Response to a novel type II RAF inhibitor in diffuse leptomeningeal glioneuronal tumor with BRAF fusion.

BACKGROUND

Diffuse leptomeningeal glioneuronal tumor (DL-GNT) is a rare disease which is more often diagnosed in children and adolescents than adults. Activation of the MAPK/ERK pathway is implicated in the majority of cases, and BRAF fusions are the most common genetic alteration. BRAF fusions result in dimerization and constitutive downstream MAPK/ERK activity, against which type I RAF inhibitors have limited efficacy. Type II RAF inhibitors stabilize RAF in an inactive conformation and inhibit both dimer protomers, thus inhibiting downstream MAPK/ERK activity in the setting of BRAF fusions.

CASE PRESENTATION

A previously-healthy 33 year old man was diagnosed with DL-GNT, which harbored a pathogenic BRAF:KIAA1549 gene fusion. He was initially treated with a MEK inhibitor but developed drug-related cardiotoxicity.
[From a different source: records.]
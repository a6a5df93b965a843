//! Presentation document: slide-type parts and their inheritance wiring.
//!
//! A [`Presentation`] owns the element tree, the list of slide-type
//! parts and the relationship registry. Each part records the base part
//! it inherits placeholder formatting from: slide → layout → master, and
//! notes slide → notes master.

use crate::enums::{ContainerKind, PlaceholderType};
use crate::error::{Error, Result};
use crate::parts::PartStore;
use crate::shapes::ShapeCollection;
use crate::tree::{NodeId, Tree, parse_xml, write_xml};

pub const NS_DRAWINGML: &str = "http://schemas.openxmlformats.org/drawingml/2006/main";
pub const NS_PRESENTATIONML: &str =
    "http://schemas.openxmlformats.org/presentationml/2006/main";
pub const NS_RELATIONSHIPS: &str =
    "http://schemas.openxmlformats.org/officeDocument/2006/relationships";

/// Identifier of a slide-type part within a [`Presentation`].
#[derive(Debug, Clone, Copy, PartialEq, Eq, Hash)]
pub struct PartId(pub(crate) usize);

#[derive(Debug)]
pub(crate) struct SlidePart {
    pub root: NodeId,
    pub sp_tree: NodeId,
    pub kind: ContainerKind,
    pub base: Option<PartId>,
}

/// An in-memory presentation document.
#[derive(Debug, Default)]
pub struct Presentation {
    pub(crate) tree: Tree,
    parts: Vec<SlidePart>,
    pub(crate) store: PartStore,
}

impl Presentation {
    pub fn new() -> Self {
        Presentation::default()
    }

    /// Add an empty slide master.
    pub fn add_master(&mut self) -> Result<PartId> {
        self.new_part(ContainerKind::Master, None)
    }

    /// Add an empty slide layout based on `master`.
    pub fn add_layout(&mut self, master: PartId) -> Result<PartId> {
        self.expect_kind(master, ContainerKind::Master)?;
        self.new_part(ContainerKind::Layout, Some(master))
    }

    /// Add a slide based on `layout`.
    ///
    /// Cloneable placeholders on the layout (everything except date,
    /// footer and slide-number) are copied onto the new slide so it
    /// starts with the layout's content slots.
    pub fn add_slide(&mut self, layout: PartId) -> Result<PartId> {
        self.expect_kind(layout, ContainerKind::Layout)?;
        let slide = self.new_part(ContainerKind::Slide, Some(layout))?;

        let layout_phs = self.shapes(layout)?.placeholders(self)?;
        let mut shapes = self.shapes(slide)?;
        for ph in layout_phs {
            let format = ph.placeholder_format(self)?;
            if matches!(
                format.ph_type,
                PlaceholderType::Date | PlaceholderType::Footer | PlaceholderType::SlideNumber
            ) {
                continue;
            }
            shapes.clone_placeholder(self, &ph)?;
        }
        Ok(slide)
    }

    /// Add an empty notes master.
    pub fn add_notes_master(&mut self) -> Result<PartId> {
        self.new_part(ContainerKind::NotesMaster, None)
    }

    /// Add a notes slide based on `notes_master`.
    pub fn add_notes_slide(&mut self, notes_master: PartId) -> Result<PartId> {
        self.expect_kind(notes_master, ContainerKind::NotesMaster)?;
        self.new_part(ContainerKind::NotesSlide, Some(notes_master))
    }

    /// Parse an existing slide-part document into this presentation.
    pub fn load_part(
        &mut self,
        kind: ContainerKind,
        base: Option<PartId>,
        xml: &[u8],
    ) -> Result<PartId> {
        if let Some(base) = base {
            self.part(base)?;
        }
        let root = parse_xml(&mut self.tree, xml)?;
        let sp_tree = self
            .tree
            .descendants(root)?
            .into_iter()
            .find(|n| self.tree.tag(*n).map(|t| t == "p:spTree").unwrap_or(false))
            .ok_or_else(|| Error::Xml("part has no p:spTree element".to_string()))?;
        let id = PartId(self.parts.len());
        self.parts.push(SlidePart {
            root,
            sp_tree,
            kind,
            base,
        });
        Ok(id)
    }

    /// Serialize a part back to XML bytes.
    pub fn part_xml(&self, part: PartId) -> Result<Vec<u8>> {
        let root = self.part(part)?.root;
        write_xml(&self.tree, root)
    }

    /// The shape collection over a part's shape tree.
    pub fn shapes(&self, part: PartId) -> Result<ShapeCollection> {
        let part_ref = self.part(part)?;
        Ok(ShapeCollection::new(part, part_ref.sp_tree))
    }

    pub fn container_kind(&self, part: PartId) -> Result<ContainerKind> {
        Ok(self.part(part)?.kind)
    }

    /// The part this part inherits placeholder formatting from.
    pub fn part_base(&self, part: PartId) -> Result<Option<PartId>> {
        Ok(self.part(part)?.base)
    }

    pub fn part_count(&self) -> usize {
        self.parts.len()
    }

    pub fn store(&self) -> &PartStore {
        &self.store
    }

    pub fn store_mut(&mut self) -> &mut PartStore {
        &mut self.store
    }

    pub(crate) fn part(&self, part: PartId) -> Result<&SlidePart> {
        self.parts
            .get(part.0)
            .ok_or_else(|| Error::PartNotFound(format!("part #{}", part.0)))
    }

    pub(crate) fn sp_tree(&self, part: PartId) -> Result<NodeId> {
        Ok(self.part(part)?.sp_tree)
    }

    fn expect_kind(&self, part: PartId, kind: ContainerKind) -> Result<()> {
        if self.part(part)?.kind != kind {
            return Err(Error::InvalidFormat(format!(
                "expected a {:?} part, got {:?}",
                kind,
                self.part(part)?.kind
            )));
        }
        Ok(())
    }

    fn new_part(&mut self, kind: ContainerKind, base: Option<PartId>) -> Result<PartId> {
        let root_tag = match kind {
            ContainerKind::Master => "p:sldMaster",
            ContainerKind::Layout => "p:sldLayout",
            ContainerKind::Slide => "p:sld",
            ContainerKind::NotesMaster => "p:notesMaster",
            ContainerKind::NotesSlide => "p:notes",
        };
        let tree = &mut self.tree;
        let root = tree.new_element(root_tag);
        tree.set_attr(root, "xmlns:a", NS_DRAWINGML)?;
        tree.set_attr(root, "xmlns:r", NS_RELATIONSHIPS)?;
        tree.set_attr(root, "xmlns:p", NS_PRESENTATIONML)?;

        let c_sld = tree.new_element("p:cSld");
        tree.append_child(root, c_sld)?;
        let sp_tree = tree.new_element("p:spTree");
        tree.append_child(c_sld, sp_tree)?;

        // Standard group-shape header; its cNvPr occupies shape id 1.
        let nv = tree.new_element("p:nvGrpSpPr");
        tree.append_child(sp_tree, nv)?;
        let c_nv_pr = tree.new_element("p:cNvPr");
        tree.set_attr(c_nv_pr, "id", "1")?;
        tree.set_attr(c_nv_pr, "name", "")?;
        tree.append_child(nv, c_nv_pr)?;
        let c_nv_grp = tree.new_element("p:cNvGrpSpPr");
        tree.append_child(nv, c_nv_grp)?;
        let nv_pr = tree.new_element("p:nvPr");
        tree.append_child(nv, nv_pr)?;
        let grp_sp_pr = tree.new_element("p:grpSpPr");
        tree.append_child(sp_tree, grp_sp_pr)?;

        let id = PartId(self.parts.len());
        self.parts.push(SlidePart {
            root,
            sp_tree,
            kind,
            base,
        });
        Ok(id)
    }
}

#[cfg(test)]
mod tests {
    use super::*;

    #[test]
    fn test_new_part_structure() {
        let mut prs = Presentation::new();
        let master = prs.add_master().unwrap();
        assert_eq!(prs.container_kind(master).unwrap(), ContainerKind::Master);
        assert_eq!(prs.part_base(master).unwrap(), None);

        let sp_tree = prs.sp_tree(master).unwrap();
        assert_eq!(prs.tree.tag(sp_tree).unwrap(), "p:spTree");
        // Group-shape header present, no shapes yet.
        assert_eq!(prs.shapes(master).unwrap().len(&prs).unwrap(), 0);
    }

    #[test]
    fn test_part_chain_validation() {
        let mut prs = Presentation::new();
        let master = prs.add_master().unwrap();
        let layout = prs.add_layout(master).unwrap();
        assert_eq!(prs.part_base(layout).unwrap(), Some(master));
        // A master is not a layout.
        assert!(prs.add_slide(master).is_err());
    }

    #[test]
    fn test_load_part_round_trip() {
        let xml = concat!(
            r#"<p:sld xmlns:a="http://schemas.openxmlformats.org/drawingml/2006/main" "#,
            r#"xmlns:r="http://schemas.openxmlformats.org/officeDocument/2006/relationships" "#,
            r#"xmlns:p="http://schemas.openxmlformats.org/presentationml/2006/main">"#,
            r#"<p:cSld><p:spTree><p:nvGrpSpPr><p:cNvPr id="1" name=""/>"#,
            r#"<p:cNvGrpSpPr/><p:nvPr/></p:nvGrpSpPr><p:grpSpPr/>"#,
            r#"</p:spTree></p:cSld></p:sld>"#,
        );
        let mut prs = Presentation::new();
        let slide = prs
            .load_part(ContainerKind::Slide, None, xml.as_bytes())
            .unwrap();
        assert_eq!(prs.part_xml(slide).unwrap(), xml.as_bytes());
    }

    #[test]
    fn test_load_part_requires_sp_tree() {
        let mut prs = Presentation::new();
        let err = prs.load_part(ContainerKind::Slide, None, b"<p:sld/>");
        assert!(err.is_err());
    }
}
Without treatment, he developed significant functional limitations due to leptomeningeal disease. A compassionate use indication was pursued for an investigational CNS-penetrant type II BRAF inhibitor, tovorafenib. Within 3 months of initiating the medication, the patient experienced notable gains in functional status and with over 12 months of treatment has been able to rejoin recreational activities.

CONCLUSIONS

This case highlights the importance of tumor molecular characterization, particularly in rare tumors, whereby identification of the BRAF:KIAA1594 gene fusion led to an appropriate selection of a type II BRAF inhibitor.